Stored data
============

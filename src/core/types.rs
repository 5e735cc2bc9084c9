// --- File: src/core/types.rs
use serde::{Deserialize, Serialize};

/// Position of a word in the lexicon, in definition order.
pub type WordId = usize;

/// One dictionary word and its precomposed Devanagari rendering.
/// This is also what an autocomplete dropdown receives.
#[derive(Debug, Clone, PartialEq, Eq, Serialize, Deserialize)]
pub struct Suggestion {
    pub romanized: String,
    pub nepali: String,
}

/// Everything an input field shows while the user types:
/// the live transliteration, whether the text reads as romanized Nepali,
/// and completions for the word still being typed.
#[derive(Debug, Clone, PartialEq, Eq, Serialize, Deserialize)]
pub struct Preview {
    pub input: String,
    pub nepali: String,
    pub looks_romanized: bool,
    pub suggestions: Vec<Suggestion>,
}
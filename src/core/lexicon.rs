// --- File: src/core/lexicon.rs
use crate::core::tables::COMMON_WORDS;
use crate::core::trie::WordTrie;
use crate::core::types::{Suggestion, WordId};
use std::collections::HashMap;
use tracing::debug;

/// Whole-word dictionary that bypasses phonetic conversion.
///
/// Entries keep their definition order. Registering a word twice replaces its
/// rendering but not its position.
#[derive(Debug, Clone, Default)]
pub struct Lexicon {
    entries: Vec<Suggestion>,
    index: HashMap<String, WordId>,
    trie: WordTrie,
}

impl Lexicon {
    pub fn new() -> Self {
        Self::default()
    }

    /// The built-in shop vocabulary.
    pub fn builtin() -> Self {
        let mut lexicon = Self::new();
        lexicon.extend(COMMON_WORDS.iter().copied());
        lexicon
    }

    /// Adds or replaces a word. Keys are trimmed and lowercased.
    /// Returns the previous rendering when the key was already present.
    pub fn insert(&mut self, romanized: &str, nepali: &str) -> Option<String> {
        let key = romanized.trim().to_lowercase();
        if let Some(&id) = self.index.get(&key) {
            debug!(word = %key, "duplicate lexicon entry, later definition wins");
            let previous = std::mem::replace(&mut self.entries[id].nepali, nepali.to_string());
            return Some(previous);
        }

        let id = self.entries.len();
        self.trie.insert(&key, id);
        self.index.insert(key.clone(), id);
        self.entries.push(Suggestion { romanized: key, nepali: nepali.to_string() });
        None
    }

    pub fn extend<'a, I>(&mut self, words: I)
    where
        I: IntoIterator<Item = (&'a str, &'a str)>,
    {
        for (romanized, nepali) in words {
            self.insert(romanized, nepali);
        }
    }

    /// Exact lookup of an already lowercased word.
    pub fn get(&self, word: &str) -> Option<&str> {
        self.index.get(word).map(|&id| self.entries[id].nepali.as_str())
    }

    pub fn contains(&self, word: &str) -> bool {
        self.index.contains_key(word)
    }

    /// Up to `k` entries whose key starts with `prefix`, in definition order.
    pub fn prefix_search(&self, prefix: &str, k: usize) -> Vec<Suggestion> {
        self.trie
            .first_k_with_prefix(prefix, k)
            .into_iter()
            .map(|id| self.entries[id].clone())
            .collect()
    }

    pub fn iter(&self) -> impl Iterator<Item = &Suggestion> {
        self.entries.iter()
    }

    pub fn len(&self) -> usize {
        self.entries.len()
    }

    pub fn is_empty(&self) -> bool {
        self.entries.is_empty()
    }
}
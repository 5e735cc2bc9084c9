// --- File: tests/late_init.rs
// Runs in its own process: the global engine is built before any word list.
use romanizer_core::c_api::romanizer_init;
use romanizer_core::{convert, ConfigError, Romanizer};
use std::ffi::CString;

const KARAI: &str = r#"
[[words]]
romanized = "karai"
nepali = "कराई"
"#;

#[test]
fn word_list_after_first_use_is_rejected() {
    let before = convert("karai");
    assert_ne!(before, "कराई");

    let err = Romanizer::init_custom(KARAI.to_string()).unwrap_err();
    assert!(matches!(err, ConfigError::AlreadyInitialized));

    let toml = CString::new(KARAI).unwrap();
    assert!(!romanizer_init(toml.as_ptr()));

    assert_eq!(convert("karai"), before);
}
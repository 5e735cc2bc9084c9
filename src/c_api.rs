// --- File: src/c_api.rs
// C entry points for UI hosts that embed the romanizer.
// Every call goes through catch_unwind so no panic crosses the boundary;
// this needs the unwinding panic strategy, which the release profile keeps.
use crate::Romanizer;
use std::ffi::{c_char, CStr, CString};
use std::panic::{catch_unwind, AssertUnwindSafe};

/// Borrows a C string. Null or invalid UTF-8 reads as absent input.
unsafe fn read_str<'a>(ptr: *const c_char) -> Option<&'a str> {
    if ptr.is_null() {
        return None;
    }
    CStr::from_ptr(ptr).to_str().ok()
}

fn into_c_string(s: String) -> *mut c_char {
    // Devanagari output never contains NUL; fall back to "" if input did.
    CString::new(s).unwrap_or_default().into_raw()
}

/// Installs a custom TOML word list. Must run before any other call.
/// Null installs nothing and reports success.
#[no_mangle]
pub extern "C" fn romanizer_init(words_toml: *const c_char) -> bool {
    let Some(toml) = (unsafe { read_str(words_toml) }) else {
        return words_toml.is_null();
    };
    let result = catch_unwind(AssertUnwindSafe(|| match Romanizer::init_custom(toml.to_string()) {
        Ok(()) => {
            let words = Romanizer::global().lexicon().len();
            tracing::debug!(words, "romanizer initialized with custom words");
            true
        }
        Err(e) => {
            tracing::warn!("romanizer init failed: {e}");
            false
        }
    }));
    result.unwrap_or(false)
}

#[no_mangle]
pub extern "C" fn romanizer_convert(input: *const c_char) -> *mut c_char {
    let text = unsafe { read_str(input) };
    let result = catch_unwind(AssertUnwindSafe(|| Romanizer::global().convert(text)));
    into_c_string(result.unwrap_or_default())
}

/// Returns a JSON array of `{"romanized", "nepali"}` objects.
#[no_mangle]
pub extern "C" fn romanizer_suggest(prefix: *const c_char) -> *mut c_char {
    let text = unsafe { read_str(prefix) };
    let result = catch_unwind(AssertUnwindSafe(|| {
        let suggestions = Romanizer::global().suggest(text);
        serde_json::to_string(&suggestions).unwrap_or_else(|_| "[]".to_string())
    }));
    into_c_string(result.unwrap_or_else(|_| "[]".to_string()))
}

/// Returns the JSON preview for an input field.
#[no_mangle]
pub extern "C" fn romanizer_preview(input: *const c_char) -> *mut c_char {
    let text = unsafe { read_str(input) };
    let result = catch_unwind(AssertUnwindSafe(|| {
        let preview = Romanizer::global().preview(text);
        serde_json::to_string(&preview).unwrap_or_else(|_| "{}".to_string())
    }));
    into_c_string(result.unwrap_or_else(|_| "{}".to_string()))
}

#[no_mangle]
pub extern "C" fn romanizer_looks_romanized(text: *const c_char) -> bool {
    let text = unsafe { read_str(text) };
    catch_unwind(AssertUnwindSafe(|| Romanizer::global().looks_romanized(text))).unwrap_or(false)
}

/// Frees a string returned by this library.
#[no_mangle]
pub extern "C" fn romanizer_free_string(s: *mut c_char) {
    if !s.is_null() {
        unsafe {
            let _ = CString::from_raw(s);
        }
    }
}
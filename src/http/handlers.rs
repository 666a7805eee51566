//! HTTP handlers: certificate, health, version, metrics.

use axum::{
    extract::State,
    http::{header, StatusCode},
    response::{IntoResponse, Response},
    Json,
};
use chrono::{DateTime, Utc};
use serde::Serialize;
use std::time::SystemTime;

use crate::http::server::AppState;

#[derive(Debug, Serialize)]
pub struct Health {
    pub status: &'static str,
    pub store_ready: bool,
    pub facility: String,
    pub certificate_modified: String,
    pub version: &'static str,
}

#[derive(Debug, Serialize)]
pub struct Version {
    pub version: &'static str,
}

/// Format a timestamp the way `Last-Modified` expects (RFC 7231).
pub fn http_date(time: SystemTime) -> String {
    let time: DateTime<Utc> = time.into();
    time.format("%a, %d %b %Y %H:%M:%S GMT").to_string()
}

/// The certificate chain served to clients that pin it.
pub async fn cert(State(state): State<AppState>) -> Response {
    let modified = http_date(state.host.certificate_modified());
    (
        [
            (header::CONTENT_TYPE, "application/x-pem-file".to_string()),
            (header::LAST_MODIFIED, modified),
        ],
        state.host.certificate_pem().to_vec(),
    )
        .into_response()
}

pub async fn healthz(State(state): State<AppState>) -> (StatusCode, Json<Health>) {
    let store_ready = match state.host.store() {
        Ok(store) => match store.ping().await {
            Ok(()) => true,
            Err(e) => {
                tracing::warn!(error = %e, "store ping failed");
                false
            }
        },
        Err(_) => false,
    };
    let modified: DateTime<Utc> = state.host.certificate_modified().into();

    let status = if store_ready {
        StatusCode::OK
    } else {
        StatusCode::SERVICE_UNAVAILABLE
    };
    (
        status,
        Json(Health {
            status: if store_ready { "ok" } else { "degraded" },
            store_ready,
            facility: state.host.facility().to_string(),
            certificate_modified: modified.to_rfc3339(),
            version: env!("CARGO_PKG_VERSION"),
        }),
    )
}

pub async fn version() -> Json<Version> {
    Json(Version {
        version: env!("CARGO_PKG_VERSION"),
    })
}

pub async fn metrics(State(state): State<AppState>) -> Response {
    match &state.metrics {
        Some(handle) => (
            [(header::CONTENT_TYPE, "text/plain; version=0.0.4")],
            handle.render(),
        )
            .into_response(),
        None => (StatusCode::NOT_FOUND, "metrics disabled").into_response(),
    }
}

============

▶ [WHAT TO PRODUCE]: Could you reproduce, exactly, every line above from the line with "self.entries.iter()" to the line with "--- File: tests/late_init.rs", and no other line? Both ends count.

▶ [TASK RESPONSE]:
        self.entries.iter()
    }

    pub fn len(&self) -> usize {
        self.entries.len()
    }

    pub fn is_empty(&self) -> bool {
        self.entries.is_empty()
    }
}
repository 5e735cc2bc9084c9
// --- File: tests/late_init.rs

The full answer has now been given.